The authorities in Dubai initially were reluctant to let Nassar shoot his film there, as a previous Tamil filmmaker had depicted the city in poor light. Eventually the actor-director was able to convince them to let him shoot his film in the city after providing them with an entire script.

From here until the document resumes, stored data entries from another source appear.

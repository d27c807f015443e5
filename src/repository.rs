use parking_lot::RwLock;
use uuid::Uuid;

use crate::error::{Result, SyncError};
use crate::models::{StudentInput, StudentRecord, StudentUpdate};

/// In-memory roster, kept in insertion order.
///
/// Mutations happen under the write lock, so readers never observe a
/// half-applied change. The lock is never held across an await.
#[derive(Default)]
pub struct StudentRepository {
    records: RwLock<Vec<StudentRecord>>,
}

impl StudentRepository {
    pub fn new() -> Self {
        Self::default()
    }

    /// Roster loaded at startup.
    pub fn seeded() -> Result<Self> {
        let repo = Self::new();
        seed(&repo)?;
        Ok(repo)
    }

    pub fn add(&self, input: StudentInput) -> StudentRecord {
        let record = StudentRecord::new(Uuid::new_v4(), input);
        self.records.write().push(record.clone());
        record
    }

    pub fn insert(&self, record: StudentRecord) -> Result<()> {
        let mut records = self.records.write();
        if records.iter().any(|r| r.id == record.id) {
            return Err(SyncError::InvalidInput(format!(
                "duplicate student id {}",
                record.id
            )));
        }
        records.push(record);
        Ok(())
    }

    pub fn update(&self, id: Uuid, update: StudentUpdate) -> Option<StudentRecord> {
        self.modify(id, |record| {
            update.apply_to(record);
            record.clone()
        })
    }

    /// Applies `f` to the record with `id` while holding the write lock.
    pub fn modify<R>(&self, id: Uuid, f: impl FnOnce(&mut StudentRecord) -> R) -> Option<R> {
        let mut records = self.records.write();
        records.iter_mut().find(|r| r.id == id).map(f)
    }

    pub fn remove(&self, id: Uuid) -> bool {
        let mut records = self.records.write();
        match records.iter().position(|r| r.id == id) {
            Some(index) => {
                records.remove(index);
                true
            }
            None => false,
        }
    }

    pub fn get(&self, id: Uuid) -> Option<StudentRecord> {
        self.records.read().iter().find(|r| r.id == id).cloned()
    }

    pub fn list(&self) -> Vec<StudentRecord> {
        self.records.read().clone()
    }

    pub fn find_by_handle(&self, handle: &str) -> Option<StudentRecord> {
        self.records
            .read()
            .iter()
            .find(|r| r.handle.eq_ignore_ascii_case(handle))
            .cloned()
    }

    pub fn len(&self) -> usize {
        self.records.read().len()
    }

    pub fn is_empty(&self) -> bool {
        self.records.read().is_empty()
    }

    pub fn active(&self) -> Vec<StudentRecord> {
        self.filtered(|r| !r.is_inactive)
    }

    pub fn inactive(&self) -> Vec<StudentRecord> {
        self.filtered(|r| r.is_inactive)
    }

    pub fn by_rating_range(&self, min: i32, max: i32) -> Vec<StudentRecord> {
        self.filtered(|r| r.current_rating >= min && r.current_rating <= max)
    }

    pub fn average_rating(&self) -> i32 {
        mean_rating(&self.records.read())
    }

    fn filtered(&self, keep: impl Fn(&StudentRecord) -> bool) -> Vec<StudentRecord> {
        self.records
            .read()
            .iter()
            .filter(|r| keep(r))
            .cloned()
            .collect()
    }
}

/// Mean current rating rounded to the nearest integer; 0 for an empty roster.
pub fn mean_rating(records: &[StudentRecord]) -> i32 {
    if records.is_empty() {
        return 0;
    }
    let total: i64 = records.iter().map(|r| i64::from(r.current_rating)).sum();
    (total as f64 / records.len() as f64).round() as i32
}

pub fn seed(repo: &StudentRepository) -> Result<()> {
    let students = [
        (
            "5f0c7a52-8d4e-4f43-9a61-0d1b2a3c4e01",
            "Alice Johnson",
            "alice.johnson@example.com",
            "+1-555-0101",
            "tourist",
        ),
        (
            "5f0c7a52-8d4e-4f43-9a61-0d1b2a3c4e02",
            "Bob Smith",
            "bob.smith@example.com",
            "+1-555-0102",
            "Petr",
        ),
        (
            "5f0c7a52-8d4e-4f43-9a61-0d1b2a3c4e03",
            "Charlie Brown",
            "charlie.brown@example.com",
            "+1-555-0103",
            "Benq",
        ),
        (
            "5f0c7a52-8d4e-4f43-9a61-0d1b2a3c4e04",
            "Diana Prince",
            "diana.prince@example.com",
            "+1-555-0104",
            "jiangly",
        ),
        (
            "5f0c7a52-8d4e-4f43-9a61-0d1b2a3c4e05",
            "Ethan Hunt",
            "ethan.hunt@example.com",
            "+1-555-0105",
            "Um_nik",
        ),
    ];

    for (id, name, email, phone, handle) in students {
        let id = Uuid::parse_str(id)
            .map_err(|e| SyncError::InvalidInput(format!("bad seed id {id}: {e}")))?;
        let input = StudentInput {
            name: name.to_string(),
            email: email.to_string(),
            phone: phone.to_string(),
            handle: handle.to_string(),
        };
        repo.insert(StudentRecord::new(id, input))?;
    }

    Ok(())
}

#[cfg(test)]
mod tests {
    use super::*;

    fn input(name: &str, handle: &str) -> StudentInput {
        StudentInput {
            name: name.to_string(),
            email: format!("{}@example.com", handle.to_lowercase()),
            phone: "+1-555-0100".to_string(),
            handle: handle.to_string(),
        }
    }

    fn with_rating(repo: &StudentRepository, handle: &str, rating: i32) -> Uuid {
        let record = repo.add(input(handle, handle));
        repo.modify(record.id, |r| r.current_rating = rating);
        record.id
    }

    #[test]
    fn add_assigns_fresh_ids_and_zero_ratings() {
        let repo = StudentRepository::new();
        let a = repo.add(input("Avery Lee", "avery"));
        let b = repo.add(input("Jules Moreno", "jules"));

        assert_ne!(a.id, b.id);
        assert_eq!(a.current_rating, 0);
        assert_eq!(a.max_rating, 0);
        assert_eq!(repo.len(), 2);
    }

    #[test]
    fn seed_loads_fixed_roster_in_order() {
        let repo = StudentRepository::seeded().unwrap();
        let handles: Vec<String> = repo.list().into_iter().map(|r| r.handle).collect();
        assert_eq!(handles, vec!["tourist", "Petr", "Benq", "jiangly", "Um_nik"]);
        assert!(seed(&repo).is_err());
    }

    #[test]
    fn update_merges_and_reports_missing() {
        let repo = StudentRepository::new();
        let id = repo.add(input("Kiara Patel", "kiara")).id;
        let updated = repo
            .update(
                id,
                StudentUpdate {
                    name: Some("Kiara P.".to_string()),
                    ..StudentUpdate::default()
                },
            )
            .unwrap();

        assert_eq!(updated.name, "Kiara P.");
        assert_eq!(updated.handle, "kiara");
        assert!(repo.update(Uuid::new_v4(), StudentUpdate::default()).is_none());
    }

    #[test]
    fn modify_changes_stored_record() {
        let repo = StudentRepository::new();
        let id = repo.add(input("Avery Lee", "avery")).id;

        let previous = repo.modify(id, |r| {
            r.is_data_syncing = true;
            std::mem::replace(&mut r.current_rating, 1650)
        });
        let stored = repo.get(id).unwrap();

        assert_eq!(previous, Some(0));
        assert!(stored.is_data_syncing);
        assert_eq!(stored.current_rating, 1650);
        assert!(repo.modify(Uuid::new_v4(), |_| unreachable!()).is_none());
    }

    #[test]
    fn remove_reports_existence() {
        let repo = StudentRepository::new();
        let id = repo.add(input("Avery Lee", "avery")).id;
        assert!(repo.remove(id));
        assert!(!repo.remove(id));
        assert!(repo.get(id).is_none());
    }

    #[test]
    fn list_is_a_snapshot() {
        let repo = StudentRepository::new();
        repo.add(input("Avery Lee", "avery"));
        let mut snapshot = repo.list();
        snapshot.clear();
        assert_eq!(repo.len(), 1);
    }

    #[test]
    fn average_rounds_to_nearest() {
        let repo = StudentRepository::new();
        assert_eq!(repo.average_rating(), 0);
        with_rating(&repo, "aaa", 1500);
        with_rating(&repo, "bbb", 1501);
        assert_eq!(repo.average_rating(), 1501);
        with_rating(&repo, "ccc", 1200);
        assert_eq!(repo.average_rating(), 1400);
    }

    #[test]
    fn rating_range_is_inclusive() {
        let repo = StudentRepository::new();
        with_rating(&repo, "low", 1199);
        with_rating(&repo, "edge", 1200);
        with_rating(&repo, "top", 1600);
        with_rating(&repo, "over", 1601);

        let handles: Vec<String> = repo
            .by_rating_range(1200, 1600)
            .into_iter()
            .map(|r| r.handle)
            .collect();
        assert_eq!(handles, vec!["edge", "top"]);
    }

    #[test]
    fn activity_filters_split_roster() {
        let repo = StudentRepository::new();
        let idle = repo.add(input("Idle", "idle")).id;
        repo.add(input("Busy", "busy"));
        repo.modify(idle, |r| r.is_inactive = true);

        assert_eq!(repo.inactive().len(), 1);
        assert_eq!(repo.active()[0].handle, "busy");
    }

    #[test]
    fn handle_lookup_ignores_case() {
        let repo = StudentRepository::seeded().unwrap();
        assert_eq!(repo.find_by_handle("petr").unwrap().name, "Bob Smith");
        assert!(repo.find_by_handle("nobody").is_none());
    }
}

The art director, Trotsky Marudu, revealed that he worked very hard during the portions in the first 30 minutes of the film, with the sets, costumes, weapons, make-up having to be similar to conditions 300 years ago. Nassar and Marudhu further proceeded to incorporate graphics into the film, using "Flint" software, to create several special effects scenes in the film.

== Soundtrack ==
The soundtrack was composed by Ilaiyaraaja.

Track listing
| No. | Title | Lyrics | Singer(s) | Length |
|---|---|---|---|---|
| 1. | "Deepangal" | Arivumathi | S. P. B. Charan, Sandhya, K. P. Mohan |  |
| 2. | "Andam Kidukidunga" | K. A. Gunasekaran | K. A. Gunasekaran |  |
| 3. | "Engey En Kadhali" | Ponniyin Selvan | Karthik Raja |  |
| 4. | "Kokkarako Kozhi" | Ilaiyaraaja | Janagaraj |  |
| 5. | "Naal Thorum" | Kamakodiyan | Ilaiyaraaja, Kavita Krishnamurthy |  |
| 6. | "Oru Naal Antha" | Arivumathi | S. Janaki |  |

== Reception ==
K. N. Vijiyan of New Straits Times wrote, "It is hoped [Nassar] would come out with a better movie next time. Or better still, he should dedicate himself fulltime to acting where his talents seem to lie." Kalki praised Nassar for making a fantasy film with realism and also for depicting ancient period with realism. D. S. Ramanujam of The Hindu wrote "The story line may be fickle and time-worn but Nasser as the director, who also plays the merciless invader gives a boost to the depiction". The film became a financial failure, prompting Nassar to sign many films in a rush to pay off his debts. He revealed that his immediate busy schedule had subsequently cost him a role in Lagaan (2001).